Cala il petrolio ma s’impennano gas,
carbone, elettricità. E questo inverno…
di Otto Lanzavecchia
Tra i Paesi che contemplano la recessione, la benzina meno cara è un
raro risvolto positivo. Gas, carbone ed elettricità segnano prezzi record
in Europa, mentre la Germania impone una tassa per contenere il
caro-energia e guarda al Canada e alla penisola iberica per il gnl. Intanto
in Italia…
Nei giorni scorsi, Cina e Stati Uniti hanno pubblicato una serie di dati
economici tutt’altro che rosei (diversi analisti ci hanno visto i presupposti per
una recessione).
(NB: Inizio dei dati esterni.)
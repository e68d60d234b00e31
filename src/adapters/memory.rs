//! # In-memory reference adapters for all five ports.
//!
//! Backed by plain maps behind mutexes, these implement the port traits for
//! tests, demos and local development. They honor the same contracts the
//! real backends must: `create_occurrence` and `insert_if_absent` are atomic
//! under their lock, `put` replaces a task's prior registration, and the
//! broker can simulate an outage.
//!
//! Production deployments supply their own implementations; nothing in the
//! subsystem is coupled to these types.

use std::collections::HashMap;
use std::sync::atomic::{AtomicBool, AtomicI64, Ordering};
use std::sync::Mutex;

use async_trait::async_trait;
use chrono::{DateTime, Utc};

use crate::error::{CallbackError, PublishError, StoreError};
use crate::events::{Envelope, TaskSnapshot};
use crate::notifications::{DeliveryStatus, NotificationRecord};
use crate::ports::{
    Broker, CallbackScheduler, CreateOutcome, InsertOutcome, NewOccurrence, NotificationStore,
    RegistrationStore, TaskStore,
};
use crate::reminders::ReminderRegistration;

/// In-memory broker capturing published envelopes per topic.
#[derive(Default)]
pub struct MemoryBroker {
    published: Mutex<Vec<(String, Envelope)>>,
    unavailable: AtomicBool,
}

impl MemoryBroker {
    /// Creates an empty broker.
    pub fn new() -> Self {
        Self::default()
    }

    /// Toggles a simulated outage; while set, every publish fails.
    pub fn set_unavailable(&self, down: bool) {
        self.unavailable.store(down, Ordering::SeqCst);
    }

    /// Drains and returns everything published so far.
    pub fn take(&self) -> Vec<(String, Envelope)> {
        std::mem::take(&mut self.published.lock().unwrap())
    }
}

#[async_trait]
impl Broker for MemoryBroker {
    async fn publish(&self, topic: &str, envelope: &Envelope) -> Result<(), PublishError> {
        if self.unavailable.load(Ordering::SeqCst) {
            return Err(PublishError::Transport {
                reason: "simulated outage".to_string(),
            });
        }
        self.published
            .lock()
            .unwrap()
            .push((topic.to_string(), envelope.clone()));
        Ok(())
    }
}

/// In-memory task store with atomic parent-link occurrence creation.
#[derive(Default)]
pub struct MemoryTaskStore {
    tasks: Mutex<HashMap<i64, TaskSnapshot>>,
    next_id: AtomicI64,
}

impl MemoryTaskStore {
    /// Creates an empty store.
    pub fn new() -> Self {
        Self {
            tasks: Mutex::new(HashMap::new()),
            next_id: AtomicI64::new(1000),
        }
    }

    /// Inserts or replaces a task (test fixture path).
    pub fn insert(&self, task: TaskSnapshot) {
        self.tasks.lock().unwrap().insert(task.id, task);
    }

    /// Removes a task (test fixture path).
    pub fn remove(&self, id: i64) {
        self.tasks.lock().unwrap().remove(&id);
    }

    /// Synchronous lookup for assertions.
    pub fn get_sync(&self, id: i64) -> Option<TaskSnapshot> {
        self.tasks.lock().unwrap().get(&id).cloned()
    }

    /// Returns the occurrence spawned by `parent`, if any.
    pub fn find_by_parent(&self, parent: i64) -> Option<TaskSnapshot> {
        self.tasks
            .lock()
            .unwrap()
            .values()
            .find(|t| t.parent_occurrence == Some(parent))
            .cloned()
    }

    /// Returns all occurrences spawned by `parent`.
    pub fn children_of(&self, parent: i64) -> Vec<TaskSnapshot> {
        self.tasks
            .lock()
            .unwrap()
            .values()
            .filter(|t| t.parent_occurrence == Some(parent))
            .cloned()
            .collect()
    }
}

#[async_trait]
impl TaskStore for MemoryTaskStore {
    async fn get_task(&self, id: i64) -> Result<Option<TaskSnapshot>, StoreError> {
        Ok(self.tasks.lock().unwrap().get(&id).cloned())
    }

    async fn create_occurrence(&self, fields: NewOccurrence) -> Result<CreateOutcome, StoreError> {
        // Check-and-insert under one lock: the parent link is the identity.
        let mut tasks = self.tasks.lock().unwrap();
        if let Some(existing) = tasks
            .values()
            .find(|t| t.parent_occurrence == Some(fields.parent_occurrence))
        {
            return Ok(CreateOutcome::AlreadyExists(existing.clone()));
        }

        let id = self.next_id.fetch_add(1, Ordering::SeqCst);
        let snapshot = TaskSnapshot {
            id,
            owner_id: fields.owner_id,
            title: fields.title,
            completed: false,
            due_at: Some(fields.due_at),
            recurrence: Some(fields.recurrence),
            reminder_offset_seconds: fields.reminder_offset_seconds,
            tags: fields.tags,
            parent_occurrence: Some(fields.parent_occurrence),
        };
        tasks.insert(id, snapshot.clone());
        Ok(CreateOutcome::Created(snapshot))
    }

    async fn update_recurrence(&self, id: i64, pattern: Option<String>) -> Result<(), StoreError> {
        let mut tasks = self.tasks.lock().unwrap();
        let task = tasks.get_mut(&id).ok_or_else(|| StoreError::Conflict {
            reason: format!("task {id} not found"),
        })?;
        task.recurrence = pattern;
        Ok(())
    }

    async fn completed_without_successor(&self) -> Result<Vec<TaskSnapshot>, StoreError> {
        let tasks = self.tasks.lock().unwrap();
        let result = tasks
            .values()
            .filter(|t| t.completed && t.is_recurring() && t.due_at.is_some())
            .filter(|t| {
                !tasks
                    .values()
                    .any(|c| c.parent_occurrence == Some(t.id))
            })
            .cloned()
            .collect();
        Ok(result)
    }
}

/// In-memory scheduled-callback capability.
///
/// Tests drive firing explicitly via [`MemoryCallbacks::due_before`].
#[derive(Default)]
pub struct MemoryCallbacks {
    entries: Mutex<HashMap<String, DateTime<Utc>>>,
}

impl MemoryCallbacks {
    /// Creates an empty capability.
    pub fn new() -> Self {
        Self::default()
    }

    /// Returns the scheduled fire time for a registration, if any.
    pub fn scheduled_for(&self, registration_id: &str) -> Option<DateTime<Utc>> {
        self.entries.lock().unwrap().get(registration_id).copied()
    }

    /// Returns true when nothing is scheduled.
    pub fn is_empty(&self) -> bool {
        self.entries.lock().unwrap().is_empty()
    }

    /// Drains and returns registration ids due at or before `now`
    /// (the test stand-in for the external timer firing).
    pub fn due_before(&self, now: DateTime<Utc>) -> Vec<String> {
        let mut entries = self.entries.lock().unwrap();
        let due: Vec<String> = entries
            .iter()
            .filter(|(_, at)| **at <= now)
            .map(|(id, _)| id.clone())
            .collect();
        for id in &due {
            entries.remove(id);
        }
        due
    }
}

#[async_trait]
impl CallbackScheduler for MemoryCallbacks {
    async fn schedule(
        &self,
        registration_id: &str,
        fire_at: DateTime<Utc>,
    ) -> Result<(), CallbackError> {
        self.entries
            .lock()
            .unwrap()
            .insert(registration_id.to_string(), fire_at);
        Ok(())
    }

    async fn cancel(&self, registration_id: &str) -> Result<(), CallbackError> {
        self.entries.lock().unwrap().remove(registration_id);
        Ok(())
    }
}

/// In-memory registration store (one registration per task).
#[derive(Default)]
pub struct MemoryRegistrations {
    entries: Mutex<HashMap<String, ReminderRegistration>>,
}

impl MemoryRegistrations {
    /// Creates an empty store.
    pub fn new() -> Self {
        Self::default()
    }
}

#[async_trait]
impl RegistrationStore for MemoryRegistrations {
    async fn put(&self, registration: ReminderRegistration) -> Result<(), StoreError> {
        let mut entries = self.entries.lock().unwrap();
        entries.retain(|_, r| r.task_id != registration.task_id);
        entries.insert(registration.id.clone(), registration);
        Ok(())
    }

    async fn get(
        &self,
        registration_id: &str,
    ) -> Result<Option<ReminderRegistration>, StoreError> {
        Ok(self.entries.lock().unwrap().get(registration_id).cloned())
    }

    async fn by_task(&self, task_id: i64) -> Result<Option<ReminderRegistration>, StoreError> {
        Ok(self
            .entries
            .lock()
            .unwrap()
            .values()
            .find(|r| r.task_id == task_id)
            .cloned())
    }

    async fn remove(&self, registration_id: &str) -> Result<(), StoreError> {
        self.entries.lock().unwrap().remove(registration_id);
        Ok(())
    }
}

/// In-memory notification store with a conditional insert on
/// `(task_id, fire_at)`.
#[derive(Default)]
pub struct MemoryNotifications {
    records: Mutex<Vec<NotificationRecord>>,
}

impl MemoryNotifications {
    /// Creates an empty store.
    pub fn new() -> Self {
        Self::default()
    }
}

#[async_trait]
impl NotificationStore for MemoryNotifications {
    async fn insert_if_absent(
        &self,
        record: NotificationRecord,
    ) -> Result<InsertOutcome, StoreError> {
        // Check-and-insert under one lock: identity is the dedup key.
        let mut records = self.records.lock().unwrap();
        let exists = records.iter().any(|r| {
            r.task_id == record.task_id
                && r.fire_at == record.fire_at
                && r.status == DeliveryStatus::Recorded
        });
        if exists {
            return Ok(InsertOutcome::Duplicate);
        }
        records.push(record);
        Ok(InsertOutcome::Inserted)
    }

    async fn list_by_owner(
        &self,
        owner_id: &str,
        status: Option<DeliveryStatus>,
    ) -> Result<Vec<NotificationRecord>, StoreError> {
        let records = self.records.lock().unwrap();
        let mut matched: Vec<NotificationRecord> = records
            .iter()
            .filter(|r| r.owner_id == owner_id)
            .filter(|r| status.map_or(true, |s| r.status == s))
            .cloned()
            .collect();
        matched.sort_by(|a, b| b.recorded_at.cmp(&a.recorded_at));
        Ok(matched)
    }
}
//! # Reminder scheduler: durable registration and the firing handler.
//!
//! [`ReminderScheduler`] owns the reminder lifecycle:
//!
//! ```text
//! register(task, due, offset) ──► RegistrationStore.put ──► CallbackScheduler.schedule
//!                                                                │
//!                                            (external timer, survives restarts)
//!                                                                │
//! fire(registration_id) ◄────────────────────────────────────────┘
//!     ├─ registration unknown          → no-op (stale callback)
//!     ├─ task gone / completed         → no-op, registration dropped
//!     ├─ due moved beyond drift window → no-op, registration dropped
//!     └─ checks pass → Publisher.publish(reminder, current snapshot)
//!                      registration removed (fire-once)
//! ```
//!
//! ## Rules
//! - **No retroactive reminders**: a computed fire time at or before "now"
//!   rejects the registration outright.
//! - **Durable, not in-memory**: there is no timer heap here; a crash between
//!   registration and firing loses nothing because both the registration and
//!   the timer live outside the process.
//! - **Re-registration replaces**: any due/offset change cancels the prior
//!   registration and creates a new one. If the old callback still fires, its
//!   registration lookup fails and the firing is a no-op.
//! - **Current state wins**: the firing path reloads the task and publishes
//!   the *current* snapshot, not the one seen at registration time.

use std::sync::Arc;

use chrono::{Duration, Utc};
use tracing::{debug, info, warn};

use crate::config::Config;
use crate::error::ScheduleError;
use crate::events::{Envelope, EventType, TaskSnapshot};
use crate::ports::{CallbackScheduler, RegistrationStore, TaskStore};
use crate::publisher::Publisher;
use crate::reminders::ReminderRegistration;

/// Outcome of a firing attempt.
#[derive(Debug, Clone, Copy, PartialEq, Eq)]
pub enum FireOutcome {
    /// Checks passed; a `reminder` event was published.
    Fired,
    /// The firing was a no-op; the label says why.
    Skipped(&'static str),
}

/// Registers, cancels and fires durable reminders.
pub struct ReminderScheduler {
    callbacks: Arc<dyn CallbackScheduler>,
    registrations: Arc<dyn RegistrationStore>,
    store: Arc<dyn TaskStore>,
    publisher: Publisher,
    cfg: Config,
}

impl ReminderScheduler {
    /// Creates a scheduler over the given capabilities.
    pub fn new(
        callbacks: Arc<dyn CallbackScheduler>,
        registrations: Arc<dyn RegistrationStore>,
        store: Arc<dyn TaskStore>,
        publisher: Publisher,
        cfg: Config,
    ) -> Self {
        Self {
            callbacks,
            registrations,
            store,
            publisher,
            cfg,
        }
    }

    /// Registers a durable reminder firing at `due_at − offset`.
    ///
    /// Rejects fire times at or before "now" with
    /// [`ScheduleError::FireTimeInPast`] — no retroactive reminders, and no
    /// registration is left behind on rejection.
    pub async fn register(
        &self,
        task_id: i64,
        due_at: chrono::DateTime<Utc>,
        offset: Duration,
    ) -> Result<String, ScheduleError> {
        let fire_at = ReminderRegistration::fire_time(due_at, offset);
        if fire_at <= Utc::now() {
            return Err(ScheduleError::FireTimeInPast { fire_at });
        }

        let registration = ReminderRegistration::new(task_id, fire_at);
        let id = registration.id.clone();

        // Durable record first, then the external timer: a crash in between
        // leaves a registration the sweep of stale records can reap, whereas
        // the reverse order could fire a callback with no registration to
        // honor it.
        self.registrations.put(registration).await?;
        if let Err(e) = self.callbacks.schedule(&id, fire_at).await {
            self.registrations.remove(&id).await?;
            return Err(e.into());
        }

        info!(task_id, registration_id = %id, fire_at = %fire_at, "reminder registered");
        Ok(id)
    }

    /// Cancels a registration by id.
    pub async fn cancel(&self, registration_id: &str) -> Result<(), ScheduleError> {
        self.callbacks.cancel(registration_id).await?;
        self.registrations.remove(registration_id).await?;
        debug!(registration_id, "reminder canceled");
        Ok(())
    }

    /// Reconciles the registration for a task against its current snapshot.
    ///
    /// Cancels any prior registration, then re-registers when the task is
    /// incomplete and has both a due timestamp and a reminder offset. A fire
    /// time already in the past yields no registration but is not an error —
    /// the task is simply too close to (or past) its due time.
    ///
    /// Returns the new registration id, if one was created.
    pub async fn sync(&self, task: &TaskSnapshot) -> Result<Option<String>, ScheduleError> {
        self.clear(task.id).await?;

        if task.completed {
            return Ok(None);
        }
        let (Some(due_at), Some(offset)) = (task.due_at, task.reminder_offset()) else {
            return Ok(None);
        };

        match self.register(task.id, due_at, offset).await {
            Ok(id) => Ok(Some(id)),
            Err(ScheduleError::FireTimeInPast { fire_at }) => {
                debug!(task_id = task.id, fire_at = %fire_at, "fire time already past, not registering");
                Ok(None)
            }
            Err(e) => Err(e),
        }
    }

    /// Drops the registration for a task, if any (deletion, completion of a
    /// non-recurring task).
    pub async fn clear(&self, task_id: i64) -> Result<(), ScheduleError> {
        if let Some(prior) = self.registrations.by_task(task_id).await? {
            self.cancel(&prior.id).await?;
        }
        Ok(())
    }

    /// Firing handler, invoked by the external callback capability when the
    /// registered time arrives.
    ///
    /// Reloads the task's current state and verifies it still exists, is not
    /// completed, and that its due timestamp still agrees with the
    /// registration within [`Config::due_drift`]. Any failed check makes the
    /// firing a no-op. On success, publishes a `reminder` event carrying the
    /// current snapshot and the scheduled fire time, then consumes the
    /// registration.
    pub async fn fire(&self, registration_id: &str) -> Result<FireOutcome, ScheduleError> {
        let Some(registration) = self.registrations.get(registration_id).await? else {
            debug!(registration_id, "unknown registration, stale callback ignored");
            return Ok(FireOutcome::Skipped("unknown_registration"));
        };

        let Some(task) = self.store.get_task(registration.task_id).await? else {
            self.registrations.remove(registration_id).await?;
            debug!(registration_id, task_id = registration.task_id, "task gone, reminder dropped");
            return Ok(FireOutcome::Skipped("task_missing"));
        };

        if task.completed {
            self.registrations.remove(registration_id).await?;
            debug!(registration_id, task_id = task.id, "task completed, reminder dropped");
            return Ok(FireOutcome::Skipped("task_completed"));
        }

        if !self.due_still_matches(&task, &registration) {
            self.registrations.remove(registration_id).await?;
            warn!(
                registration_id,
                task_id = task.id,
                "due timestamp moved since registration, stale reminder dropped"
            );
            return Ok(FireOutcome::Skipped("due_moved"));
        }

        let owner = task.owner_id.clone();
        let envelope = Envelope::new(EventType::Reminder, task, owner)
            .with_remind_at(registration.fire_at);
        self.publisher.publish_envelope(envelope).await;

        // Fire-once: the registration is consumed even if the publish was
        // dropped. Reminders are best-effort.
        self.registrations.remove(registration_id).await?;
        Ok(FireOutcome::Fired)
    }

    /// Recomputes the fire time from the task's current due timestamp and
    /// offset, tolerating [`Config::due_drift`] of disagreement.
    fn due_still_matches(&self, task: &TaskSnapshot, registration: &ReminderRegistration) -> bool {
        let (Some(due_at), Some(offset)) = (task.due_at, task.reminder_offset()) else {
            return false;
        };
        let expected = ReminderRegistration::fire_time(due_at, offset);
        let drift = Duration::from_std(self.cfg.due_drift).unwrap_or_else(|_| Duration::zero());
        (expected - registration.fire_at).abs() <= drift
    }
}

#[cfg(test)]
mod tests {
    use super::*;
    use chrono::{DateTime, Utc};

    use crate::adapters::memory::{
        MemoryBroker, MemoryCallbacks, MemoryRegistrations, MemoryTaskStore,
    };

    struct Fixture {
        scheduler: ReminderScheduler,
        callbacks: Arc<MemoryCallbacks>,
        registrations: Arc<MemoryRegistrations>,
        store: Arc<MemoryTaskStore>,
        broker: Arc<MemoryBroker>,
    }

    fn fixture() -> Fixture {
        let callbacks = Arc::new(MemoryCallbacks::new());
        let registrations = Arc::new(MemoryRegistrations::new());
        let store = Arc::new(MemoryTaskStore::new());
        let broker = Arc::new(MemoryBroker::new());
        let publisher = Publisher::new(broker.clone(), Config::default());
        let scheduler = ReminderScheduler::new(
            callbacks.clone(),
            registrations.clone(),
            store.clone(),
            publisher,
            Config::default(),
        );
        Fixture {
            scheduler,
            callbacks,
            registrations,
            store,
            broker,
        }
    }

    fn soon(minutes: i64) -> DateTime<Utc> {
        Utc::now() + Duration::minutes(minutes)
    }

    fn task_due_in(id: i64, minutes: i64, offset_secs: i64) -> TaskSnapshot {
        TaskSnapshot::new(id, "user-1", "Standup")
            .with_due_at(soon(minutes))
            .with_reminder_offset_seconds(offset_secs)
    }

    #[tokio::test]
    async fn registration_is_durable_and_scheduled() {
        let f = fixture();
        let due = soon(120);
        let id = f
            .scheduler
            .register(1, due, Duration::minutes(60))
            .await
            .unwrap();

        let reg = f.registrations.get(&id).await.unwrap().unwrap();
        assert_eq!(reg.task_id, 1);
        assert_eq!(reg.fire_at, due - Duration::minutes(60));
        assert_eq!(f.callbacks.scheduled_for(&id), Some(reg.fire_at));
    }

    #[tokio::test]
    async fn past_fire_time_is_rejected_without_registration() {
        let f = fixture();
        let due = soon(10);
        let err = f
            .scheduler
            .register(1, due, Duration::minutes(60))
            .await
            .unwrap_err();
        assert!(matches!(err, ScheduleError::FireTimeInPast { .. }));
        assert!(f.registrations.by_task(1).await.unwrap().is_none());
        assert!(f.callbacks.is_empty());
    }

    #[tokio::test]
    async fn sync_replaces_prior_registration() {
        let f = fixture();
        let task = task_due_in(1, 180, 3600);
        f.store.insert(task.clone());

        let first = f.scheduler.sync(&task).await.unwrap().unwrap();

        // Due time moves; a new registration replaces the old one.
        let moved = task.clone().with_due_at(soon(300));
        f.store.insert(moved.clone());
        let second = f.scheduler.sync(&moved).await.unwrap().unwrap();

        assert_ne!(first, second);
        assert!(f.registrations.get(&first).await.unwrap().is_none());
        assert!(f.callbacks.scheduled_for(&first).is_none());
        assert!(f.registrations.get(&second).await.unwrap().is_some());
    }

    #[tokio::test]
    async fn sync_without_due_or_offset_registers_nothing() {
        let f = fixture();
        let no_offset = TaskSnapshot::new(1, "u", "t").with_due_at(soon(120));
        assert!(f.scheduler.sync(&no_offset).await.unwrap().is_none());

        let no_due = TaskSnapshot::new(2, "u", "t").with_reminder_offset_seconds(600);
        assert!(f.scheduler.sync(&no_due).await.unwrap().is_none());
    }

    #[tokio::test]
    async fn firing_publishes_current_snapshot_with_fire_time() {
        let f = fixture();
        let task = task_due_in(1, 120, 60);
        f.store.insert(task.clone());
        let id = f.scheduler.sync(&task).await.unwrap().unwrap();

        // Title changed between registration and firing; the event must
        // carry the current state.
        let mut renamed = task.clone();
        renamed.title = "Standup (moved rooms)".to_string();
        f.store.insert(renamed);

        let outcome = f.scheduler.fire(&id).await.unwrap();
        assert_eq!(outcome, FireOutcome::Fired);

        let published = f.broker.take();
        assert_eq!(published.len(), 1);
        let (topic, env) = &published[0];
        assert_eq!(topic, "reminders");
        assert_eq!(env.event_type, EventType::Reminder);
        assert_eq!(env.task.title, "Standup (moved rooms)");
        assert!(env.remind_at.is_some());

        // Fire-once: the registration is gone, a second callback is a no-op.
        let again = f.scheduler.fire(&id).await.unwrap();
        assert_eq!(again, FireOutcome::Skipped("unknown_registration"));
        assert!(f.broker.take().is_empty());
    }

    #[tokio::test]
    async fn firing_for_missing_or_completed_task_is_a_no_op() {
        let f = fixture();
        let task = task_due_in(1, 120, 60);
        f.store.insert(task.clone());
        let id = f.scheduler.sync(&task).await.unwrap().unwrap();

        f.store.remove(1);
        assert_eq!(
            f.scheduler.fire(&id).await.unwrap(),
            FireOutcome::Skipped("task_missing")
        );

        let done = task_due_in(2, 120, 60);
        f.store.insert(done.clone());
        let id = f.scheduler.sync(&done).await.unwrap().unwrap();
        let mut completed = done.clone();
        completed.completed = true;
        f.store.insert(completed);
        assert_eq!(
            f.scheduler.fire(&id).await.unwrap(),
            FireOutcome::Skipped("task_completed")
        );
        assert!(f.broker.take().is_empty());
    }

    #[tokio::test]
    async fn firing_after_due_moved_is_a_no_op() {
        let f = fixture();
        let task = task_due_in(1, 120, 60);
        f.store.insert(task.clone());
        let id = f.scheduler.sync(&task).await.unwrap().unwrap();

        // Due moved by two hours without re-registration (e.g. the old
        // callback out-raced a cancel that partially failed).
        let moved = task.clone().with_due_at(soon(240));
        f.store.insert(moved);

        assert_eq!(
            f.scheduler.fire(&id).await.unwrap(),
            FireOutcome::Skipped("due_moved")
        );
        assert!(f.broker.take().is_empty());
    }

    #[tokio::test]
    async fn clear_drops_the_task_registration() {
        let f = fixture();
        let task = task_due_in(1, 120, 60);
        f.store.insert(task.clone());
        f.scheduler.sync(&task).await.unwrap().unwrap();

        f.scheduler.clear(1).await.unwrap();
        assert!(f.registrations.by_task(1).await.unwrap().is_none());
        assert!(f.callbacks.is_empty());

        // Clearing again is harmless.
        f.scheduler.clear(1).await.unwrap();
    }
}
I numeri stanno riverberando sui prezzi del petrolio; la
domanda era già diminuita a causa dell’inflazione, a sua volta dovuta in gran
parte all’invasione russa dell’Ucraina. Si prevede che continui a scendere
parallelamente al rallentamento delle economie, al netto di un’offerta in
aumento.
I futures dell’indice statunitense West Texas Intermediate sono in ribasso;
martedì gravitavano poco sotto gli 89 dollari al barile. Negli Usa i prezzi alla
pompa sono tornati sotto i 4 dollari per gallone per la prima volta dall’inizio
dell’invasione, una fascia più che accettabile dopo le impennate oltre i 5 dollari
degli scorsi mesi. Intanto i futures dell’indice europeo Brent hanno sfiorato i
minimi dall’inizio dell’invasione, per poi assestarsi attorno ai 95 dollari al barile
(il massimo, a giugno, è stato 118, un aumento del 50% in sei mesi).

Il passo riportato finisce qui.